Todos acharíamos ridículo em qualquer outra situação se um currículo enviado para uma posição numa empresa fosse avaliado de 0-10, sem qualquer critério de avaliação ou de métrica, e excluído, não por não ser o melhor, mas por não atingir um valor X ou Y. Aparentemente, para uma posição na ciência, que associamos a exactidão, rigor e precisão, esta métrica “faz-de-conta” é aceitável. A manipulação de dados na ciência vai contra um dos pilares mais fulcrais da sua ética, dando direito a retracção de artigos, perda de bolsas de mérito e ostracização por parte da comunidade, mas as entidades nacionais responsáveis aparentam não partilhar essa visão.

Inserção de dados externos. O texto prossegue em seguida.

//! Structured results handed back to the caller for rendering.
//!
//! Services never print. They return these values and the CLI decides how
//! to show them (human text, plain text or JSON).

use std::fmt;
use std::path::PathBuf;

use serde::Serialize;

use crate::domain::value_objects::{Assistant, ScriptKind};

// ── init ──────────────────────────────────────────────────────────────────────

/// One stage of the `init` pipeline, in execution order.
#[derive(Debug, Clone, Copy, PartialEq, Eq, Serialize)]
#[serde(rename_all = "kebab-case")]
pub enum ScaffoldStep {
    CreateTarget,
    Templates,
    Examples,
    Docs,
    AssistantCommands,
    AssistantConfig,
    Guide,
    VersionControl,
    IgnoreFile,
    Readme,
}

impl ScaffoldStep {
    pub const fn label(&self) -> &'static str {
        match self {
            Self::CreateTarget => "project directory",
            Self::Templates => "templates",
            Self::Examples => "examples",
            Self::Docs => "docs directory",
            Self::AssistantCommands => "Claude Code slash commands (.claude/)",
            Self::AssistantConfig => "GitHub Copilot configuration (.github/)",
            Self::Guide => "conceptual modeling guide",
            Self::VersionControl => "git repository",
            Self::IgnoreFile => ".gitignore",
            Self::Readme => "README.md",
        }
    }
}

impl fmt::Display for ScaffoldStep {
    fn fmt(&self, f: &mut fmt::Formatter<'_>) -> fmt::Result {
        f.write_str(self.label())
    }
}

#[derive(Debug, Clone, Copy, PartialEq, Eq, Serialize)]
#[serde(rename_all = "lowercase")]
pub enum StepStatus {
    /// The step wrote what it was supposed to.
    Done,
    /// The step was not requested (e.g. `--no-git`) or had nothing to copy.
    Skipped,
    /// The step failed; the pipeline carried on.
    Warning,
}

#[derive(Debug, Clone, PartialEq, Eq, Serialize)]
pub struct StepOutcome {
    pub step: ScaffoldStep,
    pub status: StepStatus,
    pub detail: String,
}

impl StepOutcome {
    pub fn done(step: ScaffoldStep, detail: impl Into<String>) -> Self {
        Self {
            step,
            status: StepStatus::Done,
            detail: detail.into(),
        }
    }

    pub fn skipped(step: ScaffoldStep, detail: impl Into<String>) -> Self {
        Self {
            step,
            status: StepStatus::Skipped,
            detail: detail.into(),
        }
    }

    pub fn warning(step: ScaffoldStep, detail: impl Into<String>) -> Self {
        Self {
            step,
            status: StepStatus::Warning,
            detail: detail.into(),
        }
    }
}

/// Everything `init` did, in order.
#[derive(Debug, Clone, Serialize)]
pub struct InitReport {
    pub project_name: String,
    pub target: PathBuf,
    pub assistant: Assistant,
    pub script: ScriptKind,
    pub steps: Vec<StepOutcome>,
    /// Number of `*.md` slash commands installed, when the bundle was found.
    pub command_count: Option<usize>,
    pub next_steps: Vec<String>,
}

impl InitReport {
    pub fn outcome(&self, step: ScaffoldStep) -> Option<&StepOutcome> {
        self.steps.iter().find(|o| o.step == step)
    }

    pub fn warnings(&self) -> impl Iterator<Item = &StepOutcome> {
        self.steps
            .iter()
            .filter(|o| o.status == StepStatus::Warning)
    }

    pub fn has_warnings(&self) -> bool {
        self.warnings().next().is_some()
    }
}

// ── check ─────────────────────────────────────────────────────────────────────

#[derive(Debug, Clone, Copy, PartialEq, Eq, Serialize)]
#[serde(rename_all = "lowercase")]
pub enum CheckStatus {
    /// Present and usable.
    Ok,
    /// Optional component that is absent.
    Optional,
    /// Bundled resource that could not be located.
    Missing,
    /// Requirement not met.
    Failed,
}

impl CheckStatus {
    pub const fn symbol(&self) -> &'static str {
        match self {
            Self::Ok => "\u{2713}",                     // ✓
            Self::Optional => "\u{25cb}",               // ○
            Self::Missing | Self::Failed => "\u{2717}", // ✗
        }
    }
}

#[derive(Debug, Clone, PartialEq, Eq, Serialize)]
pub struct CheckRow {
    pub component: String,
    pub status: CheckStatus,
    pub note: String,
}

impl CheckRow {
    pub fn new(component: impl Into<String>, status: CheckStatus, note: impl Into<String>) -> Self {
        Self {
            component: component.into(),
            status,
            note: note.into(),
        }
    }
}

#[derive(Debug, Clone, Serialize)]
pub struct CheckReport {
    pub rows: Vec<CheckRow>,
    /// `false` only when the runtime is known to be below the minimum.
    pub runtime_ok: bool,
    /// Templates or examples could not be located.
    pub resources_missing: bool,
}

impl CheckReport {
    pub fn row(&self, component: &str) -> Option<&CheckRow> {
        self.rows.iter().find(|r| r.component == component)
    }
}

#[cfg(test)]
mod tests {
    use super::*;

    fn report() -> InitReport {
        InitReport {
            project_name: "shop".into(),
            target: PathBuf::from("/w/shop"),
            assistant: Assistant::CursorAgent,
            script: ScriptKind::Ps,
            steps: vec![
                StepOutcome::done(ScaffoldStep::CreateTarget, "/w/shop"),
                StepOutcome::warning(ScaffoldStep::Templates, "Templates not found"),
                StepOutcome::skipped(ScaffoldStep::VersionControl, "--no-git"),
            ],
            command_count: None,
            next_steps: vec!["cd shop".into()],
        }
    }

    #[test]
    fn warnings_are_filtered_in_order() {
        let report = report();
        assert!(report.has_warnings());
        let steps: Vec<_> = report.warnings().map(|o| o.step).collect();
        assert_eq!(steps, vec![ScaffoldStep::Templates]);
        assert_eq!(
            report.outcome(ScaffoldStep::VersionControl).map(|o| o.status),
            Some(StepStatus::Skipped)
        );
        assert!(report.outcome(ScaffoldStep::Readme).is_none());
    }

    #[test]
    fn json_uses_stable_names() {
        let json = serde_json::to_value(report()).unwrap();
        assert_eq!(json["assistant"], "cursor-agent");
        assert_eq!(json["script"], "ps");
        assert_eq!(json["steps"][0]["step"], "create-target");
        assert_eq!(json["steps"][1]["status"], "warning");
        assert!(json["command_count"].is_null());
    }

    #[test]
    fn check_row_lookup() {
        let report = CheckReport {
            rows: vec![CheckRow::new("Git", CheckStatus::Optional, "absent")],
            runtime_ok: true,
            resources_missing: false,
        };
        assert_eq!(report.row("Git").map(|r| r.status.symbol()), Some("\u{25cb}"));
        assert!(report.row("Pandoc").is_none());
    }
}
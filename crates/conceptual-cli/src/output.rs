//! Output management and formatting.

use std::io::{self, IsTerminal};

use console::{Alignment, Term, measure_text_width, pad_str};
use owo_colors::OwoColorize;
use serde::Serialize;

use crate::cli::global::{GlobalArgs, OutputFormat};
use crate::config::AppConfig;

/// Manages CLI output based on configuration.
pub struct OutputManager {
    resolved_format: OutputFormat,
    quiet: bool,
    no_color: bool,
    term: Term,
}

impl OutputManager {
    /// Build an `OutputManager` from parsed CLI flags and loaded config.
    pub fn new(args: &GlobalArgs, config: &AppConfig) -> Self {
        let requested = args.format_preference(&config.output);

        // Resolve Auto → Human (TTY) or Plain (piped/redirected).
        let resolved_format = if requested == OutputFormat::Auto {
            if io::stdout().is_terminal() {
                OutputFormat::Human
            } else {
                OutputFormat::Plain
            }
        } else {
            requested
        };

        Self {
            resolved_format,
            quiet: args.quiet,
            no_color: args.color_disabled(&config.output)
                || resolved_format == OutputFormat::Plain,
            term: Term::stdout(),
        }
    }
    // ── Public write methods ───────────────────────────────────────────────

    /// Generic message; suppressed in quiet mode.
    pub fn print(&self, msg: &str) -> io::Result<()> {
        if self.quiet {
            return Ok(());
        }
        self.term.write_line(msg)
    }

    /// The line a command exists to produce; printed even in quiet mode.
    pub fn result(&self, msg: &str) -> io::Result<()> {
        self.term.write_line(msg)
    }

    /// Success indicator: `✓ <msg>`.
    pub fn success(&self, msg: &str) -> io::Result<()> {
        if self.quiet {
            return Ok(());
        }
        let line = if self.no_color {
            format!("\u{2713} {msg}") // ✓
        } else {
            format!("{} {}", "\u{2713}".green().bold(), msg.green())
        };
        self.term.write_line(&line)
    }

    /// Error indicator: `✗ <msg>`.  *Not* suppressed in quiet mode.
    pub fn error(&self, msg: &str) -> io::Result<()> {
        let line = if self.no_color {
            format!("\u{2717} {msg}") // ✗
        } else {
            format!("{} {}", "\u{2717}".red().bold(), msg.red())
        };
        self.term.write_line(&line)
    }

    /// Warning indicator: `⚠ <msg>`.
    pub fn warning(&self, msg: &str) -> io::Result<()> {
        if self.quiet {
            return Ok(());
        }
        let line = if self.no_color {
            format!("\u{26a0} {msg}") // ⚠
        } else {
            format!("{} {}", "\u{26a0}".yellow().bold(), msg.yellow())
        };
        self.term.write_line(&line)
    }

    /// Informational indicator: `ℹ <msg>`.
    pub fn info(&self, msg: &str) -> io::Result<()> {
        if self.quiet {
            return Ok(());
        }
        let line = if self.no_color {
            format!("\u{2139} {msg}") // ℹ
        } else {
            format!("{} {}", "\u{2139}".blue().bold(), msg.blue())
        };
        self.term.write_line(&line)
    }

    /// De-emphasised detail line.
    pub fn dim(&self, msg: &str) -> io::Result<()> {
        if self.quiet {
            return Ok(());
        }
        let line = if self.no_color {
            msg.to_owned()
        } else {
            msg.dimmed().to_string()
        };
        self.term.write_line(&line)
    }

    /// Bold cyan header line.
    pub fn header(&self, text: &str) -> io::Result<()> {
        if self.quiet {
            return Ok(());
        }
        let line = if self.no_color {
            text.to_owned()
        } else {
            text.cyan().bold().to_string()
        };
        self.term.write_line(&line)
    }

    /// Column-aligned table with a header row.
    ///
    /// Every row must have as many cells as `headers`; extra cells are
    /// ignored and missing ones print empty.
    pub fn table(&self, headers: &[&str], rows: &[Vec<String>]) -> io::Result<()> {
        if self.quiet {
            return Ok(());
        }
        for line in render_table(headers, rows) {
            let line = if line.is_header && !self.no_color {
                line.text.bold().to_string()
            } else {
                line.text
            };
            self.term.write_line(&line)?;
        }
        Ok(())
    }

    /// Pretty-printed JSON document on stdout.  Printed even in quiet mode:
    /// the caller asked for machine-readable output explicitly.
    pub fn json<T: Serialize>(&self, value: &T) -> io::Result<()> {
        let text = serde_json::to_string_pretty(value).map_err(io::Error::other)?;
        self.term.write_line(&text)
    }

    // ── Accessors ─────────────────────────────────────────────────────────

    /// `true` if ANSI colours are enabled.
    pub fn supports_color(&self) -> bool {
        !self.no_color
    }

    /// `true` if quiet mode suppresses most output.
    pub fn is_quiet(&self) -> bool {
        self.quiet
    }

    /// The resolved (non-Auto) output format.
    pub fn format(&self) -> OutputFormat {
        self.resolved_format
    }

    /// `true` when reports should be printed as JSON.
    pub fn is_json(&self) -> bool {
        self.format() == OutputFormat::Json
    }
}

struct TableLine {
    text: String,
    is_header: bool,
}

fn render_table(headers: &[&str], rows: &[Vec<String>]) -> Vec<TableLine> {
    let mut widths: Vec<usize> = headers.iter().map(|h| measure_text_width(h)).collect();
    for row in rows {
        for (width, cell) in widths.iter_mut().zip(row) {
            *width = (*width).max(measure_text_width(cell));
        }
    }

    let join = |cells: Vec<&str>| {
        cells
            .iter()
            .zip(&widths)
            .map(|(cell, width)| pad_str(cell, *width, Alignment::Left, None).into_owned())
            .collect::<Vec<_>>()
            .join("  ")
            .trim_end()
            .to_owned()
    };

    let mut lines = Vec::with_capacity(rows.len() + 2);
    lines.push(TableLine {
        text: join(headers.to_vec()),
        is_header: true,
    });
    lines.push(TableLine {
        text: widths
            .iter()
            .map(|w| "\u{2500}".repeat(*w)) // ─
            .collect::<Vec<_>>()
            .join("  "),
        is_header: true,
    });
    for row in rows {
        let cells = (0..headers.len())
            .map(|i| row.get(i).map_or("", String::as_str))
            .collect();
        lines.push(TableLine {
            text: join(cells),
            is_header: false,
        });
    }
    lines
}

// ── tests ─────────────────────────────────────────────────────────────────────
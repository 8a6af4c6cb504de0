//! `PATH` lookup via the `which` crate.

use std::path::PathBuf;

use tracing::trace;

use conceptual_core::application::ports::ToolProbe;

/// Finds programs the way a shell would.
#[derive(Debug, Clone, Copy, Default)]
pub struct PathToolProbe;

impl PathToolProbe {
    pub fn new() -> Self {
        Self
    }
}

impl ToolProbe for PathToolProbe {
    fn find(&self, program: &str) -> Option<PathBuf> {
        let found = which::which(program).ok();
        trace!(program, found = ?found, "PATH lookup");
        found
    }
}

Por fim, uma apreciação final quanto à taxa de aprovação: se, de facto, este concurso fosse regido por uma questão de mérito, em que as candidaturas eram avaliadas e seriadas, sendo aprovadas, ou não, consoante atingissem o tal valor de 8/10, teríamos tido uma taxa de aprovação de quase 52%, um valor que poderia ser efectivamente considerado generoso, em linha com o título de “estímulo de emprego científico”, em vez de “concurso de mérito” ou “Excelência no emprego científico”.

Assim sendo, a gota de água que é o valor de 8,25% não só não pode ser considerado um estímulo ao emprego científico, como na verdade nem sequer é comparável com as taxas de sucesso das bolsas de investigação europeias de excelência, bem mais competitivas e atractivas financeiramente, como o Conselho Europeu de Investigação (12%) ou as Acções Marie Skłodowska-Curie ou a Organização Europeia de Biologia Molecular (ambas com 15%).